Zugegeben, die Örtlichkeiten haben ihre Tücken, dies musste selbst der vormalige künstlerische Leiter Heinichen eingestehen. Und so versuchte der Veranstalter, das Festgelände mit allerlei Angeboten und ungewöhnlichen Gestaltungselementen zu füllen. Wirken die von Muriel Cornejo und César Olhagaray installierten großen transparenten, über den ganzen Platz gespannten, phantastischen Figuren anlassbezogen und verzückend, empfindet man hingegen den Kinderflohmarkt als inhaltlich deplatziert. Nicht immer passt es so vorzüglich, dass man mit dem gerade erworbenen gebrauchten Tretroller zur nächsten Vorstellung fahren kann. Ein Figurentheaterfest mit themenfremden Angeboten aufzufüllen scheint zumindest ein fragwürdiges Konzept.
Freilich hatte der Ausrichter kaum Zeit dieses Fest vorzubereiten. Im vergangenen Jahr wusste er noch nichts von seinem Glück. Dafür wartete das Programm durchaus mit der einen oder anderen anspruchsvollen Inszenierung auf, wenngleich der Spielplan mit „sommerheiß & erdbeereis“ auch eine Wiederholung bereithielt (zu Vorstellungen siehe zweiter Beitrag zur Kasperiade in diesem Heft).
Die Medien scheinen in der Kasperiade immer noch eine Art Kinderbelustigung zu sehen. Geändert hat sich da in der Berichterstattung kaum etwas. Schon 2013 tanzten die Puppen in Radebeul-Ost und am 18. Juni 2019 betitelte die Sächsische Zeitung ihren Beitrag über die Kasperiade mit „Die Puppen tanzen wieder“. Gleichwohl schob das Blatt sechs Tage später eine mehrspaltige Nachbetrachtung hinterher, welche allerdings eher ein Stimmungsbild vermittelte, als dass der Leser etwas über die zehn gezeigten Inszenierungen erfahren hätte.

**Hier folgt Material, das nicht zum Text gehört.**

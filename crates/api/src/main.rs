use std::net::SocketAddr;
use std::sync::Arc;
use std::time::Duration;

use axum::http::header::{AUTHORIZATION, CONTENT_TYPE};
use axum::http::{HeaderName, Method, StatusCode};
use axum::Router;
use tower_http::catch_panic::CatchPanicLayer;
use tower_http::cors::CorsLayer;
use tower_http::request_id::{MakeRequestUuid, PropagateRequestIdLayer, SetRequestIdLayer};
use tower_http::timeout::TimeoutLayer;
use tower_http::trace::{DefaultMakeSpan, DefaultOnResponse, TraceLayer};
use tracing::Level;
use tracing_subscriber::{layer::SubscriberExt, util::SubscriberInitExt};

use dealchat_api::chat::collaborators::{PgDealApproval, PgNotificationLog, PgUserDirectory};
use dealchat_api::chat::{ChatServices, MessageRouter, PgConversationStore, PresenceRegistry};
use dealchat_api::config::ServerConfig;
use dealchat_api::storage::S3BlobStore;
use dealchat_api::{routes, state, ws};

use state::AppState;

#[tokio::main]
async fn main() {
    dotenvy::dotenv().ok();

    // --- Tracing ---
    let filter = tracing_subscriber::EnvFilter::try_from_default_env()
        .unwrap_or_else(|_| "dealchat_api=debug,tower_http=debug".into());
    let json_logs = std::env::var("LOG_FORMAT").is_ok_and(|v| v.eq_ignore_ascii_case("json"));
    if json_logs {
        tracing_subscriber::registry()
            .with(filter)
            .with(tracing_subscriber::fmt::layer().json())
            .init();
    } else {
        tracing_subscriber::registry()
            .with(filter)
            .with(tracing_subscriber::fmt::layer())
            .init();
    }

    // --- Configuration ---
    let config = ServerConfig::from_env();
    tracing::info!(
        host = %config.host,
        port = %config.port,
        rating_mode = ?config.rating_mode,
        "Loaded server configuration"
    );

    // --- Database ---
    let database_url = std::env::var("DATABASE_URL").expect("DATABASE_URL must be set");

    let pool = dealchat_db::create_pool(&database_url)
        .await
        .expect("Failed to connect to database");
    tracing::info!("Database connection pool created");

    dealchat_db::health_check(&pool)
        .await
        .expect("Database health check failed");
    tracing::info!("Database health check passed");

    dealchat_db::run_migrations(&pool)
        .await
        .expect("Failed to run database migrations");
    tracing::info!("Database migrations applied");

    // --- CORS ---
    let cors = build_cors_layer(&config);

    // --- WebSocket manager ---
    let ws_manager = Arc::new(ws::WsManager::new());

    // --- Heartbeat ---
    let heartbeat_handle = ws::start_heartbeat(Arc::clone(&ws_manager));

    // --- Chat engine ---
    let services = ChatServices {
        store: Arc::new(PgConversationStore::new(pool.clone())),
        users: Arc::new(PgUserDirectory::new(pool.clone())),
        notifications: Arc::new(PgNotificationLog::new(pool.clone())),
        deals: Arc::new(PgDealApproval::new(pool.clone())),
    };
    let chat = Arc::new(MessageRouter::new(
        Arc::new(PresenceRegistry::new()),
        Arc::clone(&ws_manager),
        services,
        config.rating_mode,
    ));
    tracing::info!("Chat engine started");

    // --- Attachment storage ---
    let blob_store = Arc::new(S3BlobStore::from_env(&config.attachments).await);
    tracing::info!(bucket = %config.attachments.bucket, "Attachment store configured");

    // --- App state ---
    let state = AppState {
        pool: pool.clone(),
        config: Arc::new(config.clone()),
        ws_manager: Arc::clone(&ws_manager),
        chat,
        blob_store,
    };

    // --- Request ID header name ---
    let request_id_header = HeaderName::from_static("x-request-id");

    // --- Router ---
    let app = Router::new()
        // Health check at root level (not under /api/v1).
        .merge(routes::health::router())
        // API v1 routes.
        .nest("/api/v1", routes::api_routes())
        // -- Middleware stack (applied bottom-up) --
        // Panic recovery: catch panics and return 500 JSON.
        .layer(CatchPanicLayer::new())
        // Request timeout.
        .layer(TimeoutLayer::with_status_code(
            StatusCode::REQUEST_TIMEOUT,
            Duration::from_secs(config.request_timeout_secs),
        ))
        // Propagate request ID to response.
        .layer(PropagateRequestIdLayer::new(request_id_header.clone()))
        // Structured request/response tracing.
        .layer(
            TraceLayer::new_for_http()
                .make_span_with(DefaultMakeSpan::new().level(Level::INFO))
                .on_response(DefaultOnResponse::new().level(Level::INFO)),
        )
        // Set request ID on incoming requests.
        .layer(SetRequestIdLayer::new(request_id_header, MakeRequestUuid))
        // CORS.
        .layer(cors)
        // Shared state.
        .with_state(state);

    // --- Start server ---
    let addr = SocketAddr::new(
        config.host.parse().expect("Invalid HOST address"),
        config.port,
    );
    tracing::info!(%addr, "Starting server");

    let listener = tokio::net::TcpListener::bind(addr)
        .await
        .expect("Failed to bind to address");

    axum::serve(listener, app)
        .with_graceful_shutdown(shutdown_signal())
        .await
        .expect("Server error");

    // --- Post-shutdown cleanup ---
    tracing::info!("Server stopped accepting connections, cleaning up");

    let ws_count = ws_manager.connection_count().await;
    tracing::info!(ws_count, "Closing remaining WebSocket connections");
    ws_manager.shutdown_all().await;

    heartbeat_handle.abort();
    tracing::info!("Heartbeat task stopped");

    let drain = Duration::from_secs(config.shutdown_timeout_secs);
    if tokio::time::timeout(drain, pool.close()).await.is_err() {
        tracing::warn!(timeout_secs = config.shutdown_timeout_secs, "Database pool did not close in time");
    }

    tracing::info!("Graceful shutdown complete");
}

/// Wait for a termination signal to initiate graceful shutdown.
///
/// Handles both SIGINT (Ctrl-C) and SIGTERM (on Unix).
async fn shutdown_signal() {
    let ctrl_c = async {
        tokio::signal::ctrl_c()
            .await
            .expect("Failed to install Ctrl-C handler");
    };

    #[cfg(unix)]
    let terminate = async {
        tokio::signal::unix::signal(tokio::signal::unix::SignalKind::terminate())
            .expect("Failed to install SIGTERM handler")
            .recv()
            .await;
    };

    #[cfg(not(unix))]
    let terminate = std::future::pending::<()>();

    tokio::select! {
        () = ctrl_c => {
            tracing::info!("Received SIGINT (Ctrl-C), starting graceful shutdown");
        }
        () = terminate => {
            tracing::info!("Received SIGTERM, starting graceful shutdown");
        }
    }
}

/// Build the CORS middleware layer from server configuration.
///
/// Panics at startup if any configured origin is invalid.
fn build_cors_layer(config: &ServerConfig) -> CorsLayer {
    let origins: Vec<_> = config
        .cors_origins
        .iter()
        .map(|o| {
            o.parse()
                .unwrap_or_else(|e| panic!("Invalid CORS origin '{o}': {e}"))
        })
        .collect();

    CorsLayer::new()
        .allow_origin(origins)
        .allow_methods([Method::GET, Method::POST])
        .allow_headers([CONTENT_TYPE, AUTHORIZATION])
        .allow_credentials(true)
        .max_age(Duration::from_secs(3600))
}
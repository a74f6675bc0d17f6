//! Handlers for the `/chat` resource.

use axum::body::Bytes;
use axum::extract::{Multipart, State};
use axum::http::StatusCode;
use axum::Json;
use dealchat_core::attachment::{attachment_object_key, validate_upload};
use dealchat_db::models::conversation::{Attachment, Conversation};

use crate::chat::protocol::RateChatPayload;
use crate::error::{AppError, AppResult};
use crate::response::DataResponse;
use crate::state::AppState;

/// Content type assumed when the multipart field does not declare one.
const FALLBACK_CONTENT_TYPE: &str = "application/octet-stream";

/// POST /api/v1/chat/rate
///
/// Same validation and fan-out as the `rate_chat` socket event. Returns the
/// updated conversation.
pub async fn rate_chat(
    State(state): State<AppState>,
    Json(payload): Json<RateChatPayload>,
) -> AppResult<Json<DataResponse<Conversation>>> {
    let conversation = state.chat.ratings().rate_conversation(&payload).await?;
    Ok(Json(DataResponse { data: conversation }))
}

/// POST /api/v1/chat/attachments
///
/// Accepts a multipart form with a required `file` field, stores it in the
/// blob store, and returns the attachment reference to embed in a
/// `send_message` event.
pub async fn upload_attachment(
    State(state): State<AppState>,
    mut multipart: Multipart,
) -> AppResult<(StatusCode, Json<DataResponse<Attachment>>)> {
    let mut upload: Option<(String, String, Bytes)> = None;

    while let Some(field) = multipart
        .next_field()
        .await
        .map_err(|e| AppError::BadRequest(e.to_string()))?
    {
        if field.name() != Some("file") {
            continue;
        }
        let file_name = field.file_name().unwrap_or("attachment").to_string();
        let content_type = field
            .content_type()
            .unwrap_or(FALLBACK_CONTENT_TYPE)
            .to_string();
        let data = field
            .bytes()
            .await
            .map_err(|e| AppError::BadRequest(e.to_string()))?;
        upload = Some((file_name, content_type, data));
    }

    let (file_name, mime_type, data) =
        upload.ok_or_else(|| AppError::BadRequest("Missing required 'file' field".into()))?;

    let kind = validate_upload(&mime_type, data.len())?;

    let key = attachment_object_key(
        &state.config.attachments.key_prefix,
        chrono::Utc::now().timestamp_millis(),
        &file_name,
    );
    let file_size = data.len() as i64;
    let url = state.blob_store.put(&key, data, &mime_type).await?;

    tracing::info!(%key, file_size, "Chat attachment stored");

    let attachment = Attachment {
        url,
        kind,
        mime_type,
        file_name,
        file_size: Some(file_size),
    };
    Ok((StatusCode::CREATED, Json(DataResponse { data: attachment })))
}
//! Repository for the `users` table (read-only directory lookups).

use sqlx::PgPool;

use crate::models::user::UserName;

pub struct UserRepo;

impl UserRepo {
    /// Name fields for every known user in `ids`. Unknown ids are omitted.
    pub async fn find_names(pool: &PgPool, ids: &[String]) -> Result<Vec<UserName>, sqlx::Error> {
        if ids.is_empty() {
            return Ok(Vec::new());
        }
        sqlx::query_as::<_, UserName>(
            "SELECT id, first_name, last_name FROM users WHERE id = ANY($1)",
        )
        .bind(ids)
        .fetch_all(pool)
        .await
    }
}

Liest man auf der Rückseite des Programmheftes die vielen Namen aller an der Organisation beteiligten Mitarbeiter der Stadtverwaltung und der Honorarkräfte, ist man schon etwas verblüfft ob der unterschiedlichen Kasper-Ellen, mit der die bisherigen Veranstaltungen gemessen wurden. Andererseits kann man daran aber auch erkennen, welch hohen Stellenwert die Stadtverwaltung diesem Fest zumisst.
Anstehen mussten offensichtlich die Zuschauer diesmal nicht. Wenn es stimmt, was in der Zeitung stand, dann dürften dieses Jahr etwa 1.000 Besucher zur Kasperiade gekommen sein. Dies mag die Schwierigkeiten aufzeigen, die sich mit einem Neustart selbst von gestandenen Kulturprojekten verbinden können. Die über 1.800 zahlenden Gäste von 2008 mögen für den Veranstalter ein erstrebenswertes Ziel sein. Für die 33. Kasperiade 2020 sollte man jedenfalls schon mal alle Kasperdaumen drücken, damit der Kasper allen kleinen und großen Besuchern wieder ein Lächeln schenken kann.